The suppositions are numerous as this “why” question is asked by locals, but what really moved LA to finally act?
Here is my “check list” of why the destruction at the beach was no longer tolerable:
1. Local pressure by Venetians who demanded action. Mike Bonin could no longer come to Venice, much less engage constituents as his credibility had evaporated to new lows and was forced to act.
2. The threat of a second recall became real with much of the backing here in Venice from individuals like VNC member Nico Ruderman and community advocate Katrina Schmitt. This recall was not going away as the Recall Bonin 2021 effort is now closing in on some 10,000 signatures!

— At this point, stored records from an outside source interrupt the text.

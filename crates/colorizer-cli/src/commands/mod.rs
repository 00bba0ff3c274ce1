//! CLI command implementations

pub mod formats;
pub mod run;
pub mod table;

use anyhow::{Context, Result};
use colorizer_ops::ColorizerSettings;
use std::fs::File;
use std::io::{self, BufReader, BufWriter, Read, Write};
use std::path::Path;

fn is_stdio(path: Option<&Path>) -> bool {
    path.is_none_or(|p| p.as_os_str() == "-")
}

/// Opens `path` for reading, or stdin.
pub fn open_input(path: Option<&Path>) -> Result<Box<dyn Read>> {
    match path {
        Some(p) if !is_stdio(path) => {
            let file = File::open(p).with_context(|| format!("Failed to open: {}", p.display()))?;
            Ok(Box::new(BufReader::new(file)))
        }
        _ => Ok(Box::new(io::stdin().lock())),
    }
}

/// Creates `path` for writing, or stdout.
pub fn open_output(path: Option<&Path>) -> Result<Box<dyn Write>> {
    match path {
        Some(p) if !is_stdio(path) => {
            let file =
                File::create(p).with_context(|| format!("Failed to create: {}", p.display()))?;
            Ok(Box::new(BufWriter::new(file)))
        }
        _ => Ok(Box::new(BufWriter::new(io::stdout().lock()))),
    }
}

/// Loads settings from a YAML file.
pub fn load_settings(path: &Path) -> Result<ColorizerSettings> {
    ColorizerSettings::from_yaml_file(path)
        .with_context(|| format!("Invalid settings in {}", path.display()))
}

3. The loss of any credible support from his council colleagues and Mayor Eric Garcetti, whose political career went from presidential timber, cabinet possibility to now sweating a testy US Senate confirmation hearing! His confirmation is far from certain. More importantly, Bonin finds himself in a very obvious and singular minority of one when it comes to the issue of encampments and homelessness with the rest of the municipal council.
4. Joe Buscaino comes to Venice. When Councilman Joe Buscaino (CD-15) decided to launch his mayoral kick-off at Venice, it became obvious that rampant homelessness, rising crime and the deterioration of our quality-of-life could not be on better display then at Venice Beach at a 7am morning press conference that saw the retired cop attacked by a female transient who was waving a hunting knife and Buscaino had to be whisked away!

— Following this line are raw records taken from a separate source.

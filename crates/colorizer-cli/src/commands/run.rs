//! Raw frame stream colorization

use crate::RunArgs;
use anyhow::{Context, Result, bail};
use colorizer_core::{VideoFrame, VideoFrameMut, VideoInfo};
use colorizer_ops::{Colorizer, ColorizerSettings, VideoFilter};
use std::io::{ErrorKind, Read, Write};
use tracing::{debug, info, trace};

pub fn run(args: RunArgs, verbose: u8) -> Result<()> {
    let settings = resolve_settings(&args)?;
    let input = VideoInfo::new(args.input_format, args.width, args.height)
        .context("Invalid input geometry")?;
    let output = VideoInfo::new(args.output_format, args.width, args.height)
        .context("Invalid output geometry")?;

    let colorizer = Colorizer::with_settings(settings);
    colorizer
        .negotiate(input, output)
        .with_context(|| format!("Cannot colorize {} into {}", input, output))?;
    info!(
        preset = %settings.preset,
        near_cut = settings.near_cut,
        far_cut = settings.far_cut,
        "colorizing {} -> {}",
        input,
        output
    );

    let mut reader = super::open_input(args.input.as_deref())?;
    let mut writer = super::open_output(args.output.as_deref())?;
    let frames = colorize_stream(&colorizer, input, output, &mut reader, &mut writer, args.frames)?;

    if verbose > 0 {
        eprintln!("Colorized {} frame(s).", frames);
    }
    Ok(())
}

/// Settings file values, overridden by command-line flags.
fn resolve_settings(args: &RunArgs) -> Result<ColorizerSettings> {
    let mut settings = match &args.config {
        Some(path) => super::load_settings(path)?,
        None => ColorizerSettings::default(),
    };
    if let Some(preset) = args.preset {
        settings.preset = preset;
    }
    if let Some(near_cut) = args.near_cut {
        settings.near_cut = near_cut;
    }
    if let Some(far_cut) = args.far_cut {
        settings.far_cut = far_cut;
    }
    debug!(?settings, "resolved settings");
    Ok(settings)
}

/// Colorizes packed frames from `reader` into `writer` until end of input
/// or `limit` frames. Returns the number of frames written.
///
/// `filter` must already be negotiated for `input` and `output`.
pub fn colorize_stream<F, R, W>(
    filter: &F,
    input: VideoInfo,
    output: VideoInfo,
    reader: &mut R,
    writer: &mut W,
    limit: Option<u64>,
) -> Result<u64>
where
    F: VideoFilter + ?Sized,
    R: Read + ?Sized,
    W: Write + ?Sized,
{
    let mut src = vec![0u8; input.packed_size()?];
    let mut dst = vec![0u8; output.packed_size()?];
    let mut count = 0u64;

    while limit.is_none_or(|n| count < n) {
        if !read_frame(reader, &mut src).with_context(|| format!("Failed to read frame {}", count))? {
            break;
        }
        let source = VideoFrame::from_packed(input, &src)?;
        let mut dest = VideoFrameMut::from_packed(output, &mut dst)?;
        filter
            .process(&source, &mut dest)
            .with_context(|| format!("Failed to colorize frame {}", count))?;
        writer
            .write_all(&dst)
            .with_context(|| format!("Failed to write frame {}", count))?;
        trace!(frame = count, "frame written");
        count += 1;
    }

    writer.flush().context("Failed to flush output")?;
    debug!(frames = count, "stream finished");
    Ok(count)
}

/// Fills `buf` with one frame. Returns `false` on a clean end of stream.
fn read_frame<R: Read + ?Sized>(reader: &mut R, buf: &mut [u8]) -> Result<bool> {
    let mut filled = 0;
    while filled < buf.len() {
        match reader.read(&mut buf[filled..]) {
            Ok(0) if filled == 0 => return Ok(false),
            Ok(0) => bail!(
                "Truncated frame: got {} of {} bytes",
                filled,
                buf.len()
            ),
            Ok(n) => filled += n,
            Err(e) if e.kind() == ErrorKind::Interrupted => {}
            Err(e) => return Err(e.into()),
        }
    }
    Ok(true)
}

#[cfg(test)]
mod tests {
    use super::*;
    use colorizer_core::VideoFormat;
    use colorizer_lut::Preset;
    use std::io::Cursor;

    fn setup(preset: Preset, w: u32, h: u32) -> (Colorizer, VideoInfo, VideoInfo) {
        let colorizer = Colorizer::new();
        colorizer.set_preset(preset);
        let input = VideoInfo::new(VideoFormat::Gray16Le, w, h).unwrap();
        let output = VideoInfo::new(VideoFormat::Rgb, w, h).unwrap();
        colorizer.negotiate(input, output).unwrap();
        (colorizer, input, output)
    }

    fn depth_bytes(values: &[u16]) -> Vec<u8> {
        values.iter().flat_map(|v| v.to_le_bytes()).collect()
    }

    #[test]
    fn test_stream_round_trip() {
        let (colorizer, input, output) = setup(Preset::Jet, 2, 1);
        colorizer.set_far_cut(1000);
        // Two frames.
        let mut reader = Cursor::new(depth_bytes(&[0, 1000, 1000, 0]));
        let mut out = Vec::new();
        let n = colorize_stream(&colorizer, input, output, &mut reader, &mut out, None).unwrap();
        assert_eq!(n, 2);
        assert_eq!(
            out,
            [0, 0, 128, 128, 0, 0, 128, 0, 0, 0, 0, 128]
        );
    }

    #[test]
    fn test_frame_limit() {
        let (colorizer, input, output) = setup(Preset::None, 1, 1);
        let mut reader = Cursor::new(depth_bytes(&[0, 65535, 65535]));
        let mut out = Vec::new();
        let n = colorize_stream(&colorizer, input, output, &mut reader, &mut out, Some(2)).unwrap();
        assert_eq!(n, 2);
        assert_eq!(out, [0, 0, 0, 255, 255, 255]);
    }

    #[test]
    fn test_empty_stream() {
        let (colorizer, input, output) = setup(Preset::Jet, 4, 4);
        let mut out = Vec::new();
        let n = colorize_stream(&colorizer, input, output, &mut Cursor::new(Vec::new()), &mut out, None)
            .unwrap();
        assert_eq!(n, 0);
        assert!(out.is_empty());
    }

    #[test]
    fn test_truncated_frame_is_error() {
        let (colorizer, input, output) = setup(Preset::Jet, 2, 1);
        let mut bytes = depth_bytes(&[1, 2]);
        bytes.push(7);
        let mut out = Vec::new();
        let err = colorize_stream(&colorizer, input, output, &mut Cursor::new(bytes), &mut out, None)
            .unwrap_err();
        assert!(format!("{:#}", err).contains("Truncated frame"));
        // The complete first frame was still written.
        assert_eq!(out.len(), 6);
    }

    #[test]
    fn test_unnegotiated_filter_fails() {
        let colorizer = Colorizer::new();
        let input = VideoInfo::new(VideoFormat::Gray8, 1, 1).unwrap();
        let output = VideoInfo::new(VideoFormat::Rgb, 1, 1).unwrap();
        let mut out = Vec::new();
        let result = colorize_stream(&colorizer, input, output, &mut Cursor::new(vec![9u8]), &mut out, None);
        assert!(result.is_err());
    }
}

5. The Sheriff comes to Venice. The presence of LA County Sheriff Alex Villanueva no doubt shook Team Bonin at their core as they now had to contend with the county’s top elected law enforcement officer who was independent of the LAPD and has the resources, manpower and will to change the course of the homeless issue here at the beach. Bonin’s response was political and typical, but the Sheriff’s new involvement brought additional pressure on Bonin as well as a storm of bad publicity that he could no longer ignore. Sheriff Villanueva is the prime force behind the clean-up of the boardwalk.
6. National & International media attention exposes Bonin’s inability to solve the problem. Since the LA Times largely ignored the issue for years, it was national broadcast media on the plight and blight of Venice that appeared in the New York Times, The Wall Street Journal, FOX News, ABC, NBC and CBS and shined a light on a homeless debacle that could no longer be white washed!

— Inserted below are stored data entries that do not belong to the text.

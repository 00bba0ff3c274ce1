//! Error types for colorizer-core operations.
//!
//! Covers the failure modes of describing video data: unknown or unsupported
//! pixel formats, impossible geometry, and frame descriptors whose planes do
//! not match what their format requires.
//!
//! # Usage
//!
//! ```rust
//! use colorizer_core::{Error, Result};
//!
//! fn check_width(width: u32, height: u32) -> Result<()> {
//!     if width == 0 {
//!         return Err(Error::invalid_dimensions(width, height, "width is zero"));
//!     }
//!     Ok(())
//! }
//! ```
//!
//! # Used By
//!
//! - [`crate::format::VideoInfo`] - geometry validation
//! - [`crate::frame::VideoFrame`] - plane validation
//! - `colorizer-ops` - wrapped into the colorizer error taxonomy

use thiserror::Error;

/// Result type alias using [`Error`] as the error type.
pub type Result<T> = std::result::Result<T, Error>;

/// Errors that can occur while describing video formats and frames.
#[derive(Debug, Error, Clone, PartialEq, Eq)]
pub enum Error {
    /// The format exists but cannot be used for the requested role.
    ///
    /// For example, a color format offered as the luma source.
    #[error("unsupported pixel format: {format}")]
    UnsupportedFormat {
        /// Format name or description
        format: String,
    },

    /// A format name could not be parsed.
    #[error("unknown pixel format name: {0}")]
    UnknownFormat(String),

    /// Width or height is zero, or the buffer size overflows.
    #[error("invalid dimensions: {width}x{height} ({reason})")]
    InvalidDimensions {
        /// Requested width
        width: u32,
        /// Requested height
        height: u32,
        /// Reason why dimensions are invalid
        reason: String,
    },

    /// Two frames or infos that must agree in geometry do not.
    #[error("dimension mismatch: {a_width}x{a_height} vs {b_width}x{b_height}")]
    DimensionMismatch {
        /// First width
        a_width: u32,
        /// First height
        a_height: u32,
        /// Second width
        b_width: u32,
        /// Second height
        b_height: u32,
    },

    /// A frame descriptor is missing planes or its planes are too small.
    #[error("invalid frame: {0}")]
    InvalidFrame(String),
}

impl Error {
    /// Creates an [`Error::UnsupportedFormat`] error.
    #[inline]
    pub fn unsupported_format(format: impl Into<String>) -> Self {
        Self::UnsupportedFormat {
            format: format.into(),
        }
    }

    /// Creates an [`Error::InvalidDimensions`] error.
    #[inline]
    pub fn invalid_dimensions(width: u32, height: u32, reason: impl Into<String>) -> Self {
        Self::InvalidDimensions {
            width,
            height,
            reason: reason.into(),
        }
    }

    /// Creates an [`Error::DimensionMismatch`] error.
    #[inline]
    pub fn dimension_mismatch(a: (u32, u32), b: (u32, u32)) -> Self {
        Self::DimensionMismatch {
            a_width: a.0,
            a_height: a.1,
            b_width: b.0,
            b_height: b.1,
        }
    }

    /// Creates an [`Error::InvalidFrame`] error.
    #[inline]
    pub fn invalid_frame(msg: impl Into<String>) -> Self {
        Self::InvalidFrame(msg.into())
    }

    /// Returns `true` if this error is about a format or geometry the
    /// caller asked for, as opposed to a malformed frame buffer.
    #[inline]
    pub fn is_format_error(&self) -> bool {
        matches!(
            self,
            Self::UnsupportedFormat { .. }
                | Self::UnknownFormat(_)
                | Self::InvalidDimensions { .. }
                | Self::DimensionMismatch { .. }
        )
    }
}

#[cfg(test)]
mod tests {
    use super::*;

    #[test]
    fn test_dimension_mismatch() {
        let err = Error::dimension_mismatch((640, 480), (320, 240));
        let msg = err.to_string();
        assert!(msg.contains("640x480"));
        assert!(msg.contains("320x240"));
        assert!(err.is_format_error());
    }

    #[test]
    fn test_invalid_frame_is_not_format_error() {
        let err = Error::invalid_frame("plane 0 too short");
        assert!(err.to_string().contains("plane 0"));
        assert!(!err.is_format_error());
    }
}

7. Soledad Ursua. The fiercely independent VNC community officer and chair of the influential Public Safety Committee, Soledad became a one-man wrecking crew when it came to media coverage both locally and nationally as she persevered in promoting this story of what was happening to Venice. Goes to show one individual who is smart and aggressive and most importantly unafraid can make a big difference in the lives of people as a volunteer because she cares.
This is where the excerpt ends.